A intervenção federal no Rio de Janeiro terá consequências que vão além da questão da segurança pública. O processo eleitoral, já afetado pela condenação em segunda instância do ex-presidente Lula da Silva, ganha novos elementos. A agenda política do governo Temer e do Congresso Nacional muda de eixo. Vejamos alguns pontos desse novo quadro.
• Ao decretar a intervenção, o presidente Temer fez aposta de alto risco. Caso a medida seja bem-sucedida, o equilíbrio político do país será alterado e o governo terá importantes dividendos.
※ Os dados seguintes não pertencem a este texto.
//! Error types for persondir.
//!
//! One error enum is shared by the decorator and the lookup services it wraps,
//! so a delegate failure reaches the caller unchanged.

use thiserror::Error;

/// Result type alias using `PersonDirError`.
pub type Result<T> = std::result::Result<T, PersonDirError>;

/// Main error type for all persondir operations.
#[derive(Debug, Error)]
pub enum PersonDirError {
    // ═══════════════════════════════════════════════════════════════════════════
    // CALLER ERRORS
    // ═══════════════════════════════════════════════════════════════════════════

    /// Missing collaborator or unusable key policy.
    #[error("Configuration error: {0}")]
    ConfigError(String),

    /// The caller supplied an argument that cannot be used.
    #[error("Invalid argument: {0}")]
    InvalidArgument(String),

    // ═══════════════════════════════════════════════════════════════════════════
    // LOOKUP ERRORS
    // ═══════════════════════════════════════════════════════════════════════════

    /// A lookup service failed to resolve a seed.
    #[error("Attribute lookup failed in '{source_name}': {reason}")]
    LookupFailed {
        /// Name of the failing service
        source_name: String,
        /// What went wrong
        reason: String,
    },

    /// The backing directory is unreadable or corrupt.
    #[error("Directory error: {0}")]
    DirectoryError(String),

    /// A record or seed failed validation.
    #[error("Validation error: {0}")]
    ValidationError(String),

    // ═══════════════════════════════════════════════════════════════════════════
    // I/O & SERIALIZATION ERRORS
    // ═══════════════════════════════════════════════════════════════════════════

    /// File I/O error.
    #[error("I/O error: {0}")]
    IoError(#[from] std::io::Error),

    /// JSON serialization/deserialization error.
    #[error("JSON error: {0}")]
    JsonError(#[from] serde_json::Error),
}

impl PersonDirError {
    /// Shorthand for a [`PersonDirError::LookupFailed`].
    pub fn lookup_failed(source_name: impl Into<String>, reason: impl Into<String>) -> Self {
        PersonDirError::LookupFailed {
            source_name: source_name.into(),
            reason: reason.into(),
        }
    }

    /// Returns true if this error is a configuration problem.
    ///
    /// Configuration errors are never worth retrying.
    pub fn is_config_error(&self) -> bool {
        matches!(self, PersonDirError::ConfigError(_))
    }

    /// Returns true if this error is recoverable (can retry).
    pub fn is_recoverable(&self) -> bool {
        matches!(self, PersonDirError::LookupFailed { .. })
    }
}

#[cfg(test)]
mod tests {
    use super::*;

    #[test]
    fn test_error_display() {
        let err = PersonDirError::lookup_failed("ldap", "connection reset");
        assert!(err.to_string().contains("ldap"));
        assert!(err.to_string().contains("connection reset"));

        let err = PersonDirError::ConfigError("no cache store".into());
        assert_eq!(err.to_string(), "Configuration error: no cache store");
    }

    #[test]
    fn test_error_classification() {
        assert!(PersonDirError::ConfigError("x".into()).is_config_error());
        assert!(!PersonDirError::InvalidArgument("x".into()).is_config_error());

        assert!(PersonDirError::lookup_failed("ldap", "timeout").is_recoverable());
        assert!(!PersonDirError::ConfigError("x".into()).is_recoverable());
        assert!(!PersonDirError::DirectoryError("x".into()).is_recoverable());
    }

    #[test]
    fn test_json_error_conversion() {
        let json_result: std::result::Result<serde_json::Value, _> = serde_json::from_str("invalid");
        let result: Result<serde_json::Value> = json_result.map_err(PersonDirError::from);
        assert!(matches!(result, Err(PersonDirError::JsonError(_))));
    }
}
Um eventual fracasso, porém, sepulta de vez qualquer pretensão do Planalto e pode agravar ainda mais o já complicado estado da segurança pública no Rio de Janeiro – e no resto do país.
• A reforma da Previdência sai de cena, ao menos a curto e médio prazos. Sem os votos mínimos necessários para aprovar a medida, o governo decidiu mudar a música. Já o discurso de Temer de que a intervenção “poderá ser suspensa” para que a PEC seja votada não se sustenta. Uma vez decretada a intervenção, seus efeitos não podem ser temporariamente suspensos, dizem os juristas.
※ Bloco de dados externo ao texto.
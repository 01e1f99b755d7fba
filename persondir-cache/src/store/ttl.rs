//! Capacity- and age-bounded cache store.

use std::collections::HashMap;
use std::time::{Duration, Instant};

use parking_lot::RwLock;
use serde::{Deserialize, Serialize};

use persondir_core::traits::CacheStore;
use persondir_core::types::{AttributeRecord, AttributeValue, CacheKey};

use crate::config::StoreConfig;

/// Upper bound on the slots reserved up front, whatever the capacity.
const MAX_PREALLOCATED_ENTRIES: usize = 1024;

/// Cache entry with TTL.
#[derive(Clone)]
struct CacheEntry<V> {
    record: AttributeRecord<V>,
    inserted_at: Instant,
    ttl: Duration,
}

impl<V> CacheEntry<V> {
    fn is_expired(&self) -> bool {
        self.inserted_at.elapsed() > self.ttl
    }
}

/// Cache store with TTL-based expiration and a size cap.
///
/// Expired entries read as absent. When full, expired entries are dropped
/// first (if `auto_cleanup` is set), then the oldest insert is evicted.
/// A store with zero capacity holds nothing.
pub struct TtlCacheStore<V: AttributeValue = String> {
    entries: RwLock<HashMap<CacheKey<V>, CacheEntry<V>>>,
    config: StoreConfig,
}

impl<V: AttributeValue> TtlCacheStore<V> {
    /// Creates a store with default configuration.
    pub fn new() -> Self {
        Self::with_config(StoreConfig::default())
    }

    /// Creates a store with custom configuration.
    pub fn with_config(config: StoreConfig) -> Self {
        Self {
            entries: RwLock::new(HashMap::with_capacity(
                config.max_entries.min(MAX_PREALLOCATED_ENTRIES),
            )),
            config,
        }
    }

    /// Returns the store configuration.
    pub fn config(&self) -> &StoreConfig {
        &self.config
    }

    /// Caches a record with a custom TTL.
    pub fn put_with_ttl(&self, key: CacheKey<V>, record: AttributeRecord<V>, ttl: Duration) {
        if self.config.max_entries == 0 {
            return;
        }

        let mut entries = self.entries.write();

        if !entries.contains_key(&key) && entries.len() >= self.config.max_entries {
            if self.config.auto_cleanup {
                entries.retain(|_, entry| !entry.is_expired());
            }

            // Still at capacity? Remove oldest entry
            if entries.len() >= self.config.max_entries {
                if let Some(oldest) = entries
                    .iter()
                    .min_by_key(|(_, entry)| entry.inserted_at)
                    .map(|(key, _)| key.clone())
                {
                    entries.remove(&oldest);
                }
            }
        }

        entries.insert(
            key,
            CacheEntry {
                record,
                inserted_at: Instant::now(),
                ttl,
            },
        );
    }

    /// Removes an entry.
    pub fn remove(&self, key: &CacheKey<V>) {
        self.entries.write().remove(key);
    }

    /// Clears all cached entries.
    pub fn clear(&self) {
        self.entries.write().clear();
    }

    /// Removes all expired entries.
    pub fn cleanup_expired(&self) {
        self.entries.write().retain(|_, entry| !entry.is_expired());
    }

    /// Returns the number of cached entries, expired ones included.
    pub fn len(&self) -> usize {
        self.entries.read().len()
    }

    /// Returns true if the store is empty.
    pub fn is_empty(&self) -> bool {
        self.entries.read().is_empty()
    }

    /// Returns store statistics.
    pub fn stats(&self) -> StoreStats {
        let entries = self.entries.read();
        let expired = entries.values().filter(|e| e.is_expired()).count();

        StoreStats {
            total_entries: entries.len(),
            expired_entries: expired,
            valid_entries: entries.len().saturating_sub(expired),
            capacity: self.config.max_entries,
        }
    }
}

impl<V: AttributeValue> Default for TtlCacheStore<V> {
    fn default() -> Self {
        Self::new()
    }
}

impl<V: AttributeValue> CacheStore<V> for TtlCacheStore<V> {
    fn get(&self, key: &CacheKey<V>) -> Option<AttributeRecord<V>> {
        let entries = self.entries.read();
        entries
            .get(key)
            .filter(|entry| !entry.is_expired())
            .map(|entry| entry.record.clone())
    }

    fn put(&self, key: CacheKey<V>, record: AttributeRecord<V>) {
        self.put_with_ttl(key, record, self.config.default_ttl());
    }
}

/// Store statistics.
#[derive(Clone, Debug, Serialize, Deserialize)]
pub struct StoreStats {
    /// Total entries (including expired)
    pub total_entries: usize,
    /// Expired entries
    pub expired_entries: usize,
    /// Valid (non-expired) entries
    pub valid_entries: usize,
    /// Maximum capacity
    pub capacity: usize,
}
• Além da proposta da reforma da Previdência, outras 148 PECs em tramitação no Congresso Nacional serão “congeladas”, conforme o estabelecido pelo artigo 60 da Constituição Federal.
• A agenda nacional muda de eixo. Entra em cena, mais uma vez, o debate em torno da segurança pública. Temas complexos e polêmicos como a redução da maioridade penal e alterações no Estatuto do Desarmamento novamente ganham espaço. Uma agenda conservadora começa a se desenhar no horizonte.
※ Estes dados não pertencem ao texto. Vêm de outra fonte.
//! Configuration for the caching lookup and its store.

use std::str::FromStr;
use std::sync::Arc;
use std::time::Duration;

use serde::{Deserialize, Serialize};

use persondir_core::constants::{DEFAULT_MAX_ENTRIES, DEFAULT_TTL_SECONDS};
use persondir_core::error::{PersonDirError, Result};
use persondir_core::traits::CacheStore;
use persondir_core::types::AttributeValue;

use crate::store::{MemoryCacheStore, TtlCacheStore};

const ENV_KEY_ATTRIBUTES: &str = "PERSONDIR_CACHE_KEY_ATTRIBUTES";
const ENV_DEFAULT_ATTRIBUTE: &str = "PERSONDIR_DEFAULT_ATTRIBUTE";
const ENV_STORE: &str = "PERSONDIR_STORE";
const ENV_TTL_SECS: &str = "PERSONDIR_CACHE_TTL_SECS";
const ENV_MAX_ENTRIES: &str = "PERSONDIR_CACHE_MAX_ENTRIES";

/// Bounded store configuration.
#[derive(Clone, Debug, PartialEq, Serialize, Deserialize)]
#[serde(default)]
pub struct StoreConfig {
    /// Maximum number of entries
    pub max_entries: usize,
    /// Default TTL in seconds
    pub default_ttl_seconds: u64,
    /// Whether to drop expired entries before evicting live ones
    pub auto_cleanup: bool,
}

impl StoreConfig {
    /// Rejects a zero capacity, which would make the store useless.
    pub fn validate(&self) -> Result<()> {
        if self.max_entries == 0 {
            return Err(PersonDirError::ConfigError(
                "cache capacity must be at least 1".into(),
            ));
        }
        Ok(())
    }

    /// Default TTL as a duration.
    pub fn default_ttl(&self) -> Duration {
        Duration::from_secs(self.default_ttl_seconds)
    }
}

impl Default for StoreConfig {
    fn default() -> Self {
        Self {
            max_entries: DEFAULT_MAX_ENTRIES,
            default_ttl_seconds: DEFAULT_TTL_SECONDS,
            auto_cleanup: true,
        }
    }
}

/// Which bundled store backs the cache.
#[derive(Clone, Copy, Debug, Default, PartialEq, Eq, Serialize, Deserialize)]
#[serde(rename_all = "lowercase")]
pub enum StoreKind {
    /// Unbounded [`MemoryCacheStore`]
    #[default]
    Memory,
    /// Bounded [`TtlCacheStore`]
    Ttl,
}

impl FromStr for StoreKind {
    type Err = PersonDirError;

    fn from_str(s: &str) -> Result<Self> {
        match s.trim().to_lowercase().as_str() {
            "memory" => Ok(StoreKind::Memory),
            "ttl" => Ok(StoreKind::Ttl),
            other => Err(PersonDirError::ConfigError(format!(
                "unknown cache store '{}', expected 'memory' or 'ttl'",
                other
            ))),
        }
    }
}

/// Caching lookup configuration.
///
/// Collaborators (the wrapped lookup) are not part of it; they are wired
/// in code.
#[derive(Clone, Debug, Default, PartialEq, Serialize, Deserialize)]
#[serde(default)]
pub struct CachingConfig {
    /// Seed attributes forming the cache key
    pub key_attributes: Vec<String>,
    /// Fallback key attribute when `key_attributes` is empty
    pub default_attribute: Option<String>,
    /// Backing store
    pub store: StoreKind,
    /// Settings for the bounded store
    pub store_config: StoreConfig,
}

impl CachingConfig {
    /// Reads configuration from `PERSONDIR_*` environment variables.
    pub fn from_env() -> Result<Self> {
        Self::from_vars(|name| std::env::var(name).ok())
    }

    /// Reads configuration through an arbitrary variable source.
    ///
    /// Unset and blank variables fall back to defaults.
    pub fn from_vars<F>(var: F) -> Result<Self>
    where
        F: Fn(&str) -> Option<String>,
    {
        let var = |name: &str| var(name).filter(|value| !value.trim().is_empty());
        let mut config = Self::default();

        if let Some(list) = var(ENV_KEY_ATTRIBUTES) {
            config.key_attributes = list
                .split(',')
                .map(str::trim)
                .filter(|name| !name.is_empty())
                .map(str::to_string)
                .collect();
        }
        config.default_attribute = var(ENV_DEFAULT_ATTRIBUTE).map(|name| name.trim().to_string());
        if let Some(store) = var(ENV_STORE) {
            config.store = store.parse()?;
        }
        if let Some(ttl) = var(ENV_TTL_SECS) {
            config.store_config.default_ttl_seconds = parse_number(ENV_TTL_SECS, &ttl)?;
        }
        if let Some(max) = var(ENV_MAX_ENTRIES) {
            config.store_config.max_entries = parse_number(ENV_MAX_ENTRIES, &max)?;
        }

        config.validate()?;
        Ok(config)
    }

    /// Checks the store settings.
    pub fn validate(&self) -> Result<()> {
        self.store_config.validate()
    }

    /// Creates the configured store.
    pub fn build_store<V: AttributeValue>(&self) -> Arc<dyn CacheStore<V>> {
        match self.store {
            StoreKind::Memory => Arc::new(MemoryCacheStore::new()),
            StoreKind::Ttl => Arc::new(TtlCacheStore::with_config(self.store_config.clone())),
        }
    }
}

fn parse_number<T: FromStr>(name: &str, raw: &str) -> Result<T> {
    raw.trim()
        .parse()
        .map_err(|_| PersonDirError::ConfigError(format!("{} must be a number, got '{}'", name, raw)))
}

#[cfg(test)]
mod tests {
    use std::collections::HashMap;

    use test_case::test_case;

    use super::*;

    fn vars(pairs: &[(&str, &str)]) -> impl Fn(&str) -> Option<String> {
        let map: HashMap<String, String> = pairs
            .iter()
            .map(|(k, v)| (k.to_string(), v.to_string()))
            .collect();
        move |name| map.get(name).cloned()
    }

    #[test]
    fn test_defaults_without_vars() {
        let config = CachingConfig::from_vars(vars(&[])).unwrap();
        assert_eq!(config, CachingConfig::default());
        assert_eq!(config.store, StoreKind::Memory);
        assert_eq!(config.store_config.max_entries, DEFAULT_MAX_ENTRIES);
    }

    #[test]
    fn test_from_vars() {
        let config = CachingConfig::from_vars(vars(&[
            (ENV_KEY_ATTRIBUTES, "uid, campus,,"),
            (ENV_DEFAULT_ATTRIBUTE, "username"),
            (ENV_STORE, "TTL"),
            (ENV_TTL_SECS, "60"),
            (ENV_MAX_ENTRIES, "10"),
        ]))
        .unwrap();

        assert_eq!(config.key_attributes, vec!["uid", "campus"]);
        assert_eq!(config.default_attribute.as_deref(), Some("username"));
        assert_eq!(config.store, StoreKind::Ttl);
        assert_eq!(config.store_config.default_ttl(), Duration::from_secs(60));
        assert_eq!(config.store_config.max_entries, 10);
    }

    #[test]
    fn test_blank_default_attribute_is_unset() {
        let config = CachingConfig::from_vars(vars(&[(ENV_DEFAULT_ATTRIBUTE, "  ")])).unwrap();
        assert!(config.default_attribute.is_none());
    }

    #[test_case(ENV_STORE, "redis" ; "unknown store")]
    #[test_case(ENV_TTL_SECS, "soon" ; "bad ttl")]
    #[test_case(ENV_MAX_ENTRIES, "-1" ; "negative capacity")]
    fn test_invalid_vars_are_config_errors(name: &str, value: &str) {
        let err = CachingConfig::from_vars(vars(&[(name, value)])).unwrap_err();
        assert!(err.is_config_error());
    }

    #[test]
    fn test_zero_capacity_is_rejected() {
        let err = CachingConfig::from_vars(vars(&[(ENV_MAX_ENTRIES, "0")])).unwrap_err();
        assert!(err.is_config_error());

        let mut config = CachingConfig::default();
        config.store_config.max_entries = 0;
        assert!(config.validate().unwrap_err().is_config_error());
    }

    #[test]
    fn test_config_json() {
        let config: CachingConfig =
            serde_json::from_str(r#"{"key_attributes":["uid"],"store":"ttl"}"#).unwrap();
        assert_eq!(config.key_attributes, vec!["uid"]);
        assert_eq!(config.store, StoreKind::Ttl);
        assert!(config.store_config.auto_cleanup);
    }
}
• A medida pode levar outros estados a solicitar ação semelhante por parte do governo federal. A segurança pública é um problema crônico enfrentado por muitos governadores, que certamente tentarão se aproveitar do momento. A reunião que ocorrerá entre o ministro da Justiça e os secretários de Segurança de São Paulo, Minas Gerais e Espírito Santo na próxima quinta-feira é um indicativo disso.
• A chamada “grande imprensa” está dividida quanto ao processo. O grupo Globo defende com unhas e dentes a medida. O Estado de São Paulo, por outro lado, considerou “injustificável” a intervenção, em editorial publicado no último sábado.
• Na prática, a gestão Pezão chega ao fim no Rio de Janeiro. Em meio a uma grave crise financeira, com salários atrasados e sucateamento da máquina pública, o governador será apenas um “observador de luxo” dos acontecimentos.
• Ainda sobre a política do Rio de Janeiro, a falta de lideranças e de projetos ganha novos e dramáticos contornos. Esse fato alimenta especulações de toda ordem – por exemplo, fala-se que o ministro da Defesa, Raul Jungmann, poderá mudar de domicílio eleitoral e disputar o governo estadual em outubro próximo.
• Ao decretar a intervenção, o presidente Temer retoma o protagonismo político e tenta se cacifar para disputar a reeleição em outubro. Com índices de popularidade extremamente baixos, seu objetivo é chegar a maio com 15% de aprovação e, a partir disso, trabalhar sua eventual candidatura.
• Sobre os demais pré-candidatos: Henrique Meirelles perde o discurso da gestão econômica responsável e vê suas chances de disputar o pleito praticamente sepultadas; Geraldo Alckmin tem a proposta de criação do ministério da Segurança Pública retirado de suas mãos pelo presidente Temer, que já anunciou a pasta; Jair Bolsonaro pode perder espaço caso as medidas surtam efeito – e também em caso de fracasso, pois isso indicaria que a questão nacional não se restringe à segurança pública.
• A oposição a Temer, em especial os partidos de esquerda, ainda busca um entendimento do quadro geral.
• Enfim, muitas perguntas seguem no ar, ainda sem respostas. Terá o exército condições de operar em prol da segurança pública? Como ficará a Polícia Federal dentro da nova estrutura ministerial? Qual será a reação do crime organizado ao novo momento?
O novo jogo político começa de fato nessa segunda-feira.